Which brings us back to COVID-19.  How do you discuss it with someone who is stuck thinking normally?  It’s difficult.  Their minds aren’t even playing in the zip code as people who prepare.  But even to them, it is undeniable that things have changed.  They just don’t realize it’s like herpes:  forever.

When I went to school, school lunches were something to be avoided.  The Lunch Ladies did their best with the USDA Approved sources of, I guess I’ll call it protein.  Now, school food is deemed to be a requirement even when school is out of service.  And they say that there isn’t a hell.

Yes, it was just Spring Break, and the school kitchens were closed.  And they close during summer, last I checked – every summer.  But now?  School food is a must.  Here in Modern Mayberry, they’re offering the school lunches for free to anyone who comes to pick them up.  I think it’s because at least someone in Washington pulled their head away from the bacon-wrapped-shrimp trough long enough to realize that we’re in trouble.  One of the brighter ones probably had the following thought:

If (Lunches are Free) Then (How Long Until They Become Free Community Lunches)?

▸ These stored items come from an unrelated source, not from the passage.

use scopeguard::guard;
use std::sync::atomic::{AtomicBool, Ordering};
use std::sync::Arc;
use std::time::Duration;
use thiserror::Error;
use tokio::task::JoinHandle;
use tracing::{debug, error, info, warn};

use crate::client::ApiClient;
use crate::error::StorageError;
use crate::models::SyncStatus;
use crate::queue::MutationQueue;
use crate::storage::SecureStore;

#[derive(Debug, Error)]
pub enum SyncError {
    #[error("queue storage: {0}")]
    Storage(#[from] StorageError),
}

#[derive(Debug, Clone, PartialEq, Eq)]
pub enum DrainOutcome {
    /// Another drain was already running; this trigger did nothing.
    Skipped,
    /// The queue is empty.
    Completed { replayed: usize },
    /// The head failed and is still the head; nothing behind it was attempted.
    Halted {
        replayed: usize,
        remaining: usize,
        reason: String,
    },
}

impl DrainOutcome {
    pub fn replayed(&self) -> usize {
        match self {
            DrainOutcome::Skipped => 0,
            DrainOutcome::Completed { replayed } | DrainOutcome::Halted { replayed, .. } => {
                *replayed
            }
        }
    }
}

/// Replays the offline queue through the request client.
/// Single-flight: at most one drain runs at a time, extra triggers are skipped.
#[derive(Clone)]
pub struct ReplayCoordinator {
    client: Arc<ApiClient>,
    queue: Arc<MutationQueue>,
    store: SecureStore,
    last_drain_key: String,
    is_draining: Arc<AtomicBool>,
}

impl ReplayCoordinator {
    pub fn new(
        client: Arc<ApiClient>,
        queue: Arc<MutationQueue>,
        store: SecureStore,
        last_drain_key: impl Into<String>,
    ) -> Self {
        Self {
            client,
            queue,
            store,
            last_drain_key: last_drain_key.into(),
            is_draining: Arc::new(AtomicBool::new(false)),
        }
    }

    pub fn is_draining(&self) -> bool {
        self.is_draining.load(Ordering::Acquire)
    }

    /// Replay queued requests front to back until the queue is empty or one fails.
    /// `is_draining` is reset by a scopeguard, even if the drain future is dropped.
    pub async fn drain(&self) -> Result<DrainOutcome, SyncError> {
        if self
            .is_draining
            .compare_exchange(false, true, Ordering::Acquire, Ordering::Relaxed)
            .is_err()
        {
            debug!("[SYNC] Another drain already in progress, skipping");
            return Ok(DrainOutcome::Skipped);
        }

        let _guard = guard((), |_| {
            self.is_draining.store(false, Ordering::Release);
        });

        self.run_drain().await
    }

    async fn run_drain(&self) -> Result<DrainOutcome, SyncError> {
        let pending = self.queue.len()?;
        if pending == 0 {
            debug!("[SYNC] Queue empty, nothing to drain");
            return Ok(DrainOutcome::Completed { replayed: 0 });
        }
        info!("[SYNC] Draining {} queued requests", pending);

        let mut replayed = 0;
        while let Some(next) = self.queue.front()? {
            match self.client.replay(&next).await {
                Ok(response) => {
                    debug!(
                        "[SYNC] Replayed {} {} -> {}",
                        next.method, next.url, response.status
                    );
                    self.queue.remove_front(&next)?;
                    replayed += 1;
                }
                Err(e) => {
                    let remaining = self.queue.len()?;
                    warn!(
                        "[SYNC] Replay of {} {} failed ({}), stopping with {} still queued",
                        next.method, next.url, e, remaining
                    );
                    self.record_drain(replayed);
                    return Ok(DrainOutcome::Halted {
                        replayed,
                        remaining,
                        reason: e.to_string(),
                    });
                }
            }
        }

        info!("[SYNC] Drain completed: {} replayed", replayed);
        self.record_drain(replayed);
        Ok(DrainOutcome::Completed { replayed })
    }

    fn record_drain(&self, replayed: usize) {
        if replayed == 0 {
            return;
        }
        if let Err(e) = self.store.set(
            &self.last_drain_key,
            &chrono::Utc::now().timestamp().to_string(),
        ) {
            warn!("[SYNC] Failed to update last_drain_at: {}", e);
        }
    }

    pub fn status(&self) -> Result<SyncStatus, SyncError> {
        let last_drain_at = match self.store.get(&self.last_drain_key) {
            Ok(value) => value.and_then(|v| v.parse::<i64>().ok()),
            Err(e) => {
                warn!("[SYNC] Failed to read last_drain_at: {}", e);
                None
            }
        };
        Ok(SyncStatus {
            pending_count: self.queue.len()?,
            is_online: self.client.network().is_online(),
            last_drain_at,
        })
    }

    /// Drain once per observed offline -> online transition.
    pub fn spawn_online_listener(&self) -> JoinHandle<()> {
        let coordinator = self.clone();
        let mut rx = self.client.network().subscribe();
        tokio::spawn(async move {
            let mut was_online = *rx.borrow_and_update();
            while rx.changed().await.is_ok() {
                let online = *rx.borrow_and_update();
                if online && !was_online {
                    info!("[SYNC] Connectivity restored, draining queue");
                    coordinator.log_drain(coordinator.drain().await);
                }
                was_online = online;
            }
            debug!("[SYNC] Connectivity signal closed, listener exiting");
        })
    }

    /// Optional hardening: also drain on a timer while online.
    pub fn spawn_periodic_drain(&self, interval: Duration) -> JoinHandle<()> {
        let coordinator = self.clone();
        tokio::spawn(async move {
            let mut ticker = tokio::time::interval(interval);
            ticker.set_missed_tick_behavior(tokio::time::MissedTickBehavior::Skip);
            // first tick fires immediately; startup drain is a separate option
            ticker.tick().await;
            loop {
                ticker.tick().await;
                if !coordinator.client.network().is_online() {
                    debug!("[SYNC] Periodic drain skipped (offline)");
                    continue;
                }
                coordinator.log_drain(coordinator.drain().await);
            }
        })
    }

    fn log_drain(&self, result: Result<DrainOutcome, SyncError>) {
        match result {
            Ok(DrainOutcome::Skipped) => debug!("[SYNC] Drain skipped (already running)"),
            Ok(DrainOutcome::Completed { replayed }) if replayed > 0 => {
                info!("[SYNC] Background drain: replayed {} requests", replayed)
            }
            Ok(DrainOutcome::Completed { .. }) => debug!("[SYNC] Background drain: queue empty"),
            Ok(DrainOutcome::Halted {
                replayed,
                remaining,
                reason,
            }) => warn!(
                "[SYNC] Background drain halted after {} ({} left): {}",
                replayed, remaining, reason
            ),
            Err(e) => error!("[SYNC] Background drain error: {}", e),
        }
    }
}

If (Free Community Lunches Exist) Then (How Many People Remember Typhoid Mary Was A Lunch Lady Cook who spent 30 years in prison isolation because she wouldn’t stop killing people by infecting them with typhus cooking?).

Oops.

typhoid

If you cook them too long, they get all crunchy.

Schools are being closed.  This, in my opinion is good.  But If (Schools Close) Then (Are Daycares Any Safer?)  Your takeaway should be this question:  how long until daycares are closed?  If they can close the NBA, Then they can close daycares.  But I repeat myself.

What can you do?  The best time to prepare was last month.  The next best time to prepare is now.  I can’t tell you if you have enough cans of corn in your pantry.  And, no, that’s not a creepy metaphor referring to some orifice you may or may not have.  I mean actual corn.  Or tuna.  Still not a metaphor.  Or mayonnaise.  Whatever you normally eat, you have some extra, right?

As of now, the supermarkets are functioning.

If (Supermarkets Close) Then (what)?  The average supermarket used to have inventory for three days.  The average house, food enough for three days.   Add that up, and American is pretty close to being hungry.  What happens Then?  Martial law?  Food distributions?

If (Your Job Ceases to Exist) Then (what)?

That’s the key to preparing yourself, not only physically like those people building blanket forts with a semi-load of toilet paper in their basement as structural wall material, but also mentally.  To understand what’s going on, to be one step ahead, you have to imagine what could happen.  You have to let your mind make it real and run it to a logical conclusion.

Then you have to see if it makes sense.

TOM

Okay, not everything bad can happen.  I mean, cats with thumbs?  Silly.

When an idea makes sense, follow it through.  If so, Then what’s the consequence?  Don’t limit your thinking.  It’s a fun game.  Sure, sometimes it ends up in global thermonuclear war, but so did The Terminator™, and look how much fun that was.  But when you really think about it, you’ll look to see what happened in the past.  While the future won’t look exactly like the past, it will rhyme.  The cause and effect of many things doesn’t change.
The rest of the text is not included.